Nutes
Nutes is an esoteric programming language invented by Yoel Matveyev and implemented in a prototype form in 2017. The current, more developed version was implemented in 2019. It is an OISC virtual machine operating either on a circular or (theoretically) infinite tape. Each cell of the tape contains a balanced ternary word of a certain number of trits (ternary equivalents of bits). The default word width is 36 trits. The machine takes two operands, predetermines the next jump by the sign of the sum of their signs and replaces the operands a and b by a-b and b-a. Each operation uses three jump addresses (for negative, zero and positive sign sum). Only relative addresses are possible; like in the Turing machine, no inherent addresses are associated with any cell.
Background
According to the author, the machine was inspired by the Soviet ternary computer Setun from 1959 (Nutes is Setun read backwards) and by Subleq, a well known OISC Turing-complete architecture. Since SUBLEQ is easily emulated by Nutes, the Nutes machine is also Turing-complete. Moreover, as it lacks absolute addressing and can operate on an infinite tape, it is, in principle, Turing-complete in true sense.
Description
The head of the machine reads the current cell and two other cells adjacent to it:
x j y
The cell j contains a relative address to another cell, surrounded also by two other adjacent cells. These three cells contain a series of jump addresses relative to j:
j- j0 j+
The cells x and y contain pointers to other two cells, v1 and v2, which contain the actual operands. The pointers are also relative to j.
The choice between the jumps depends on the sum of signs of v1 and v2. The head jumps to j- of cells, if the sum sign is negative, to j+ cells, if the sun sign is positive, or to j0 cells, if the sum sign is 0. Note that, unlike Subleq, the jump is conditioned by the operands and not by the result.
Unless the computation is terminated or interrupted, the values of v1 and v2 are replaced, respectively, by v1-v2 and v2-v1. Termination or interrupts occur in the case, when the operation would lead to an infinite loop stuck to the same cell, which happens in the following case:
If the sum of the signs of the two operands and the next jump address j0 are both 0
Although in some rare edge cases, when either x, j or y is modified by the operation preventing the fall into an infinite loop, such cases may be disregarded as rare exceptions. Normally the interrupt condition indicates an upcoming immediate infinite loop.

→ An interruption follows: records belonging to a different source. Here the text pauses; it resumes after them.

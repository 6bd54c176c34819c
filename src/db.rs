//! Database connection management

use sqlx::postgres::{PgPool, PgPoolOptions};
use std::time::Duration;

/// Tables backing the account, payee, and ledger stores.
///
/// The unique index on `transactions_tb.request_id` is what closes the
/// idempotency race: concurrent attempts under one request id collide on
/// insert and all but one are rejected.
const SCHEMA: &str = r#"
CREATE TABLE IF NOT EXISTS accounts_tb (
    acc_num     VARCHAR(8)     PRIMARY KEY,
    holder      VARCHAR(64)    NOT NULL,
    bank_code   CHAR(6)        NOT NULL,
    balance     NUMERIC(18, 2) NOT NULL,
    currency    CHAR(3)        NOT NULL,
    updated_at  TIMESTAMPTZ    NOT NULL DEFAULT NOW()
);

CREATE TABLE IF NOT EXISTS payees_tb (
    id            BIGSERIAL   PRIMARY KEY,
    nickname      VARCHAR(64) NOT NULL,
    acc_num       VARCHAR(8)  NOT NULL,
    bank_code     CHAR(6)     NOT NULL,
    payer_acc_num VARCHAR(8)  NOT NULL,
    UNIQUE (payer_acc_num, acc_num)
);

CREATE TABLE IF NOT EXISTS transactions_tb (
    transaction_id CHAR(26)       PRIMARY KEY,
    request_id     UUID           NOT NULL UNIQUE,
    payer_acc_num  VARCHAR(8)     NOT NULL,
    payee_id       BIGINT         NOT NULL,
    amount         NUMERIC(18, 2) NOT NULL,
    currency       CHAR(3)        NOT NULL,
    status         SMALLINT       NOT NULL,
    transfer_type  SMALLINT       NOT NULL,
    error_message  TEXT,
    created_at     TIMESTAMPTZ    NOT NULL DEFAULT NOW(),
    updated_at     TIMESTAMPTZ    NOT NULL DEFAULT NOW()
);
"#;

/// PostgreSQL database connection pool
pub struct Database {
    pool: PgPool,
}

impl Database {
    /// Create a new database connection pool
    pub async fn connect(database_url: &str) -> Result<Self, sqlx::Error> {
        let pool = PgPoolOptions::new()
            .max_connections(10)
            .acquire_timeout(Duration::from_secs(5))
            .connect(database_url)
            .await?;

        tracing::info!("PostgreSQL connection pool established");
        Ok(Self { pool })
    }

    /// Get a reference to the connection pool
    pub fn pool(&self) -> &PgPool {
        &self.pool
    }

    /// Create the store tables if they do not exist yet
    pub async fn init_schema(&self) -> Result<(), sqlx::Error> {
        sqlx::raw_sql(SCHEMA).execute(&self.pool).await?;
        tracing::info!("database schema ready");
        Ok(())
    }

    /// Check database health
    pub async fn health_check(&self) -> Result<(), sqlx::Error> {
        sqlx::query("SELECT 1").execute(&self.pool).await?;
        Ok(())
    }
}
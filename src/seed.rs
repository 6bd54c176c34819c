//! Demo dataset for local runs and tests
//!
//! Three current accounts at this bank plus payee registrations,
//! matching the dataset served by the development environment.

use rust_decimal::Decimal;
use tracing::info;

use crate::account::{Account, MemoryAccountStore};
use crate::money::{Currency, Money};
use crate::payee::MemoryPayeeRegistry;

/// Bank code this service runs under in development
pub const DEMO_BANK_CODE: &str = "A00001";
/// Partner bank reachable only through the settlement gateway
pub const PARTNER_BANK_CODE: &str = "B00001";

pub fn seed_demo_data(accounts: &MemoryAccountStore, payees: &MemoryPayeeRegistry) {
    let holders = [
        ("123456", "Person1", Decimal::new(100000, 2)),
        ("789123", "Person2", Decimal::new(200000, 2)),
        ("978654", "Person3", Decimal::new(300000, 2)),
    ];
    for (acc_num, holder, balance) in holders {
        accounts.insert(Account {
            account_number: acc_num.to_string(),
            holder: holder.to_string(),
            bank_code: DEMO_BANK_CODE.to_string(),
            balance: Money::new(balance, Currency::Gbp),
        });
    }

    payees.register("123456", "Person1-Payee1", "978654", DEMO_BANK_CODE);
    payees.register("123456", "Person1-Payee2", "654321", PARTNER_BANK_CODE);
    payees.register("978654", "Person3-Payee1", "654321", PARTNER_BANK_CODE);

    info!("seeded demo accounts and payee registrations");
}
//! OpenAPI 3.0 documentation
//!
//! The generated document is served at `/api/docs/openapi.json`.

use utoipa::OpenApi;

use crate::gateway::dto::{ErrorResponseDto, TransferRequestDto, TransferResponseDto};
use crate::gateway::handlers::HealthResponse;

#[derive(OpenApi)]
#[openapi(
    info(
        title = "FundFlow Transfer API",
        version = "1.0.0",
        description = "Idempotent money transfer execution between bank accounts, \
                       with intra-bank and inter-bank routing."
    ),
    servers(
        (url = "http://localhost:8080", description = "Development"),
    ),
    paths(
        crate::gateway::handlers::create_transfer,
        crate::gateway::handlers::health_check,
    ),
    components(
        schemas(
            TransferRequestDto,
            TransferResponseDto,
            ErrorResponseDto,
            HealthResponse,
        )
    ),
    tags(
        (name = "Transfers", description = "Money transfer execution"),
        (name = "System", description = "Health checks")
    )
)]
pub struct ApiDoc;

#[cfg(test)]
mod tests {
    use super::*;

    #[test]
    fn test_openapi_document_includes_transfer_path() {
        let doc = ApiDoc::openapi();
        let json = doc.to_json().unwrap();
        assert!(json.contains("/api/transfers"));
        assert!(json.contains("TransferRequestDto"));
    }
}
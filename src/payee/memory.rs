//! In-memory payee registry for dev mode and tests

use std::sync::atomic::{AtomicI64, Ordering};

use async_trait::async_trait;
use dashmap::DashMap;

use super::{Payee, PayeeError, PayeeRegistry};

#[derive(Default)]
pub struct MemoryPayeeRegistry {
    // keyed by (payer account, payee account)
    payees: DashMap<(String, String), Payee>,
    next_id: AtomicI64,
}

impl MemoryPayeeRegistry {
    pub fn new() -> Self {
        Self {
            payees: DashMap::new(),
            next_id: AtomicI64::new(1),
        }
    }

    /// Register a payee for a payer account; returns the assigned id
    pub fn register(
        &self,
        payer_account: &str,
        nickname: &str,
        payee_account: &str,
        bank_code: &str,
    ) -> i64 {
        let id = self.next_id.fetch_add(1, Ordering::Relaxed);
        self.payees.insert(
            (payer_account.to_string(), payee_account.to_string()),
            Payee {
                id,
                nickname: nickname.to_string(),
                account_number: payee_account.to_string(),
                bank_code: bank_code.to_string(),
                payer_account_number: payer_account.to_string(),
            },
        );
        id
    }
}

#[async_trait]
impl PayeeRegistry for MemoryPayeeRegistry {
    async fn find_registered(
        &self,
        payer_account: &str,
        payee_account: &str,
        payee_bank_code: &str,
    ) -> Result<Payee, PayeeError> {
        let key = (payer_account.to_string(), payee_account.to_string());
        let payee = self
            .payees
            .get(&key)
            .map(|p| p.clone())
            .ok_or(PayeeError::NotRegistered)?;

        // Bank code must match exactly as registered
        if payee.bank_code != payee_bank_code {
            return Err(PayeeError::NotRegistered);
        }
        Ok(payee)
    }
}
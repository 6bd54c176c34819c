//! In-memory account store
//!
//! Backs dev mode and tests. `DashMap::get_mut` holds the shard write lock
//! for the lifetime of the guard, so the sufficiency check and the balance
//! write happen under one lock per account number, while accounts on other
//! shards proceed untouched.

use std::cmp::Ordering;

use async_trait::async_trait;
use dashmap::DashMap;

use crate::money::Money;

use super::{Account, AccountError, AccountStore};

#[derive(Default)]
pub struct MemoryAccountStore {
    accounts: DashMap<String, Account>,
}

impl MemoryAccountStore {
    pub fn new() -> Self {
        Self::default()
    }

    /// Seed or replace an account (out-of-core lifecycle: seed/admin only)
    pub fn insert(&self, account: Account) {
        self.accounts.insert(account.account_number.clone(), account);
    }
}

#[async_trait]
impl AccountStore for MemoryAccountStore {
    async fn get(&self, account_number: &str) -> Result<Account, AccountError> {
        self.accounts
            .get(account_number)
            .map(|a| a.clone())
            .ok_or_else(|| AccountError::NotFound(account_number.to_string()))
    }

    async fn debit(&self, account_number: &str, amount: &Money) -> Result<Account, AccountError> {
        let mut entry = self
            .accounts
            .get_mut(account_number)
            .ok_or_else(|| AccountError::NotFound(account_number.to_string()))?;
        let account = entry.value_mut();

        let order = account
            .balance
            .compare(amount)
            .map_err(|_| AccountError::CurrencyMismatch(account_number.to_string()))?;
        if order == Ordering::Less {
            return Err(AccountError::InsufficientFunds(account_number.to_string()));
        }

        account.balance = account
            .balance
            .checked_sub(amount)
            .map_err(|_| AccountError::CurrencyMismatch(account_number.to_string()))?;
        Ok(account.clone())
    }

    async fn credit(&self, account_number: &str, amount: &Money) -> Result<Account, AccountError> {
        let mut entry = self
            .accounts
            .get_mut(account_number)
            .ok_or_else(|| AccountError::NotFound(account_number.to_string()))?;
        let account = entry.value_mut();

        account.balance = account
            .balance
            .checked_add(amount)
            .map_err(|_| AccountError::CurrencyMismatch(account_number.to_string()))?;
        Ok(account.clone())
    }
}
//! Transfer Engine
//!
//! The façade invoked once per request: idempotency replay, validation,
//! payee resolution, routing, and delegation to the selected executor.

use std::sync::Arc;
use std::time::Duration;

use tracing::{info, warn};

use crate::account::AccountStore;
use crate::ledger::TransactionLedger;
use crate::payee::PayeeRegistry;

use super::error::TransferError;
use super::executor::{InterBankExecutor, IntraBankExecutor, TransferExecutor};
use super::router;
use super::settlement::SettlementGateway;
use super::types::{TransferRequest, TransferResponse, TransferType};

/// How often to re-poll the ledger after losing an insert race
const DUPLICATE_POLL_ATTEMPTS: u32 = 5;
const DUPLICATE_POLL_DELAY: Duration = Duration::from_millis(50);

pub struct TransferEngine {
    accounts: Arc<dyn AccountStore>,
    payees: Arc<dyn PayeeRegistry>,
    ledger: Arc<dyn TransactionLedger>,
    intra: IntraBankExecutor,
    inter: InterBankExecutor,
    /// Bank code of this institution; payer accounts are held here
    bank_code: String,
}

impl TransferEngine {
    pub fn new(
        accounts: Arc<dyn AccountStore>,
        payees: Arc<dyn PayeeRegistry>,
        ledger: Arc<dyn TransactionLedger>,
        settlement: Arc<dyn SettlementGateway>,
        bank_code: impl Into<String>,
    ) -> Self {
        let intra = IntraBankExecutor::new(accounts.clone(), ledger.clone());
        let inter = InterBankExecutor::new(accounts.clone(), ledger.clone(), settlement);
        Self {
            accounts,
            payees,
            ledger,
            intra,
            inter,
            bank_code: bank_code.into(),
        }
    }

    /// Execute one transfer end-to-end.
    ///
    /// A request id that already has a ledger entry replays the recorded
    /// outcome with `duplicate = true` and performs no account mutation.
    pub async fn execute(&self, request: TransferRequest) -> Result<TransferResponse, TransferError> {
        let request_id = request.request_id;
        info!(
            request_id = %request_id,
            payer = %request.payer_account,
            payee = %request.payee_account,
            "processing transfer request"
        );

        self.validate_shape(&request)?;

        // Idempotency check before any account read
        if let Some(response) = self.replay(&request).await? {
            return Ok(response);
        }

        let payer = self
            .accounts
            .get(&request.payer_account)
            .await
            .map_err(|e| TransferError::from_account(request_id, &request.payer_account, e))?;

        if request.payer_account == request.payee_account {
            return Err(TransferError::invalid(
                request_id,
                "payer and payee accounts cannot be the same",
            ));
        }
        let sufficient = payer
            .balance
            .compare(&request.amount)
            .map_err(|e| TransferError::invalid(request_id, e.to_string()))?;
        if sufficient == std::cmp::Ordering::Less {
            warn!(
                request_id = %request_id,
                balance = %payer.balance,
                "transfer rejected: insufficient funds"
            );
            return Err(TransferError::InsufficientFunds { request_id });
        }

        let payee = self
            .payees
            .find_registered(
                &request.payer_account,
                &request.payee_account,
                &request.payee_bank_code,
            )
            .await
            .map_err(|e| TransferError::from_payee(request_id, e))?;

        let transfer_type = router::select(&self.bank_code, &request.payee_bank_code)
            .map_err(|e| TransferError::invalid(request_id, e.to_string()))?;
        let executor: &dyn TransferExecutor = match transfer_type {
            TransferType::IntraBank => &self.intra,
            TransferType::InterBank => &self.inter,
        };

        match executor.execute(&payer, &payee, &request).await {
            Ok(outcome) => Ok(TransferResponse::from_transaction(
                &outcome.transaction,
                outcome.payer_balance,
                false,
            )),
            // Lost the insert race: another attempt owns this request id.
            // Re-read the ledger and return the winner's entry.
            Err(TransferError::DuplicateInFlight { .. }) => self.resolve_in_flight(&request).await,
            Err(e) => Err(e),
        }
    }

    /// Request-shape checks that precede everything, including replay
    fn validate_shape(&self, request: &TransferRequest) -> Result<(), TransferError> {
        if !request.amount.is_positive() {
            return Err(TransferError::invalid(
                request.request_id,
                "transfer amount must be greater than zero",
            ));
        }
        if request.payee_bank_code.trim().is_empty() {
            return Err(TransferError::invalid(
                request.request_id,
                "payee bank code is required",
            ));
        }
        Ok(())
    }

    /// Assemble a duplicate response from an existing ledger entry, if any.
    ///
    /// FAILURE entries replay as FAILURE: a retry under a failed request id
    /// reports the prior failed attempt rather than silently re-running it.
    async fn replay(
        &self,
        request: &TransferRequest,
    ) -> Result<Option<TransferResponse>, TransferError> {
        let request_id = request.request_id;
        let Some(existing) = self
            .ledger
            .find_by_request_id(request_id)
            .await
            .map_err(|e| TransferError::from_ledger(request_id, e))?
        else {
            return Ok(None);
        };

        info!(
            request_id = %request_id,
            transaction_id = %existing.transaction_id,
            status = %existing.status,
            "duplicate request id; replaying recorded outcome"
        );

        let payer = self
            .accounts
            .get(&existing.payer_account)
            .await
            .map_err(|e| TransferError::from_account(request_id, &existing.payer_account, e))?;

        Ok(Some(TransferResponse::from_transaction(
            &existing,
            payer.balance,
            true,
        )))
    }

    /// After a lost insert race, poll until the winner's entry is readable
    async fn resolve_in_flight(
        &self,
        request: &TransferRequest,
    ) -> Result<TransferResponse, TransferError> {
        for _ in 0..DUPLICATE_POLL_ATTEMPTS {
            if let Some(response) = self.replay(request).await? {
                return Ok(response);
            }
            tokio::time::sleep(DUPLICATE_POLL_DELAY).await;
        }

        warn!(
            request_id = %request.request_id,
            "concurrent attempt holds this request id but its entry never became readable"
        );
        Err(TransferError::DuplicateInFlight {
            request_id: request.request_id,
        })
    }
}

Termination and interrupts
The above described halting condition invokes the interrupt engine, which handles input and output in balanced ternary, alphanumerical, decimal and balanced 27-base format. Depending on which absolute value, v1 or v2, is greater, v1 or v2 is respectively used as an opcode for the IO engine. The somewhat complicated way of the opcode decoding is described on the project's page. Note that the interrupt engine is merely a convenient tool, which allows to use the machine as a real-life computer. In order to be Turing-complete and usable, Subleq and other common OISC models also require some halting and I/O mechanisms.
Implementation
Nutes is implemented in Common Lisp. The implementation includes a basic assembler, which allows to write the code in a humanly readable form.
Sample programs
The following Lispy assembly program asks the user's name and outputs "Hello World, [name]":
(prg-var prg 'hello (chars-trytes "Hello ")) (prg-var prg 'world (chars-trytes "World,")) (prg-var prg 'name (chars-trytes "Name? ")) (prg-var prg 'io 9) (prg-var prg 'out 10) (prg-io prg 'io 'name 0) (prg-io prg 'out 'hello 0) (prg-io prg 'out 'world 0) (prg-io prg 'out 'name 0))
When compiled, it looks like this (the starting address is marked as bold:
10 9 16086946250976080 17943922394188172 14852728792888700 0 0 0 0 0 0 -1 1 36 3 3 3 -17 0 -7 -19 -6 -3 -24 0 -13 -23 -12 -9 -30 0 -19 -30 -18 -15 -36 0 -25 -37 -24 -21
The project offers a number of other demo programs and useful assembly macros, including addition, subtraction, copying and swapping numbers, conventional types of conditional jumps, multiplication, ternary shift, Fibonacci numbers and factorial.
Interesting facts
The main Nutes operation, as well as its I/O engine, is designed in such a way that any program written entirely backwards with all its cell values sign-reversed, act precisely as the original one (except that all results, of course, will be sign-reversed as well). Thus the "Hello World" may be rewritten as
21 24 37 25 0 36 15 18 30 19 0 30 9 12 23 13 0 24 3 6 19 7 0 17 -3 -3 -3 -36 -1 1 0 0 0 0 0 0 -14852728792888700 -17943922394188172 -16086946250976080 -9 -10
Criticism
The project lacks proper documentation besides scarce cryptic comments inside the code, and requires considerable familiarity with Common Lisp.